- [Task instructions] Would you copy only the lines below, beginning with the one that contains "pub fn router()" and running through the last entry line?

(Information provided)

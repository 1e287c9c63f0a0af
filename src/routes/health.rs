// src/routes/health.rs
//! API health check endpoint.
//!
//! This module defines the `/health` route used by container orchestrators
//! and CI pipelines to verify that the service is up. Besides liveness it
//! reports which datasets and map layers were loaded at startup, since a
//! missing geometry file degrades the service rather than stopping it.
//! It follows the Explicit Module Boundary Pattern (EMBP):
//! - Internal to this file: endpoint handler(s) and related types
//! - Exports to the gateway (`mod.rs`): a subrouter containing the `/health` route

use axum::{extract::State, routing::get, Json, Router};
use serde::Serialize;

use super::AppState;

/// JSON response body for the `/health` endpoint.
#[derive(Serialize)]
struct HealthResponse {
    status: &'static str,
    complaints: usize,
    assessments: Option<usize>,
    states_layer: bool,
    municipalities_layer: bool,
}

/// Handle `GET /health`.
///
/// Reads only the in-memory stores; never touches the filesystem.
async fn health(State(state): State<AppState>) -> Json<HealthResponse> {
    // ---
    let assessments = state.assessments.as_deref();
    Json(HealthResponse {
        status: "ok",
        complaints: state.complaints.store().len(),
        assessments: assessments.map(|a| a.store().len()),
        states_layer: state.complaints.geometry().is_some(),
        municipalities_layer: assessments.is_some_and(|a| a.geometry().is_some()),
    })
}

/// Create a subrouter containing the `/health` route.
pub fn router() -> Router<AppState> {
    Router::new().route("/health", get(health))
}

(End Information provided)

- [Expected answer]
pub fn router() -> Router<AppState> {
    Router::new().route("/health", get(health))
}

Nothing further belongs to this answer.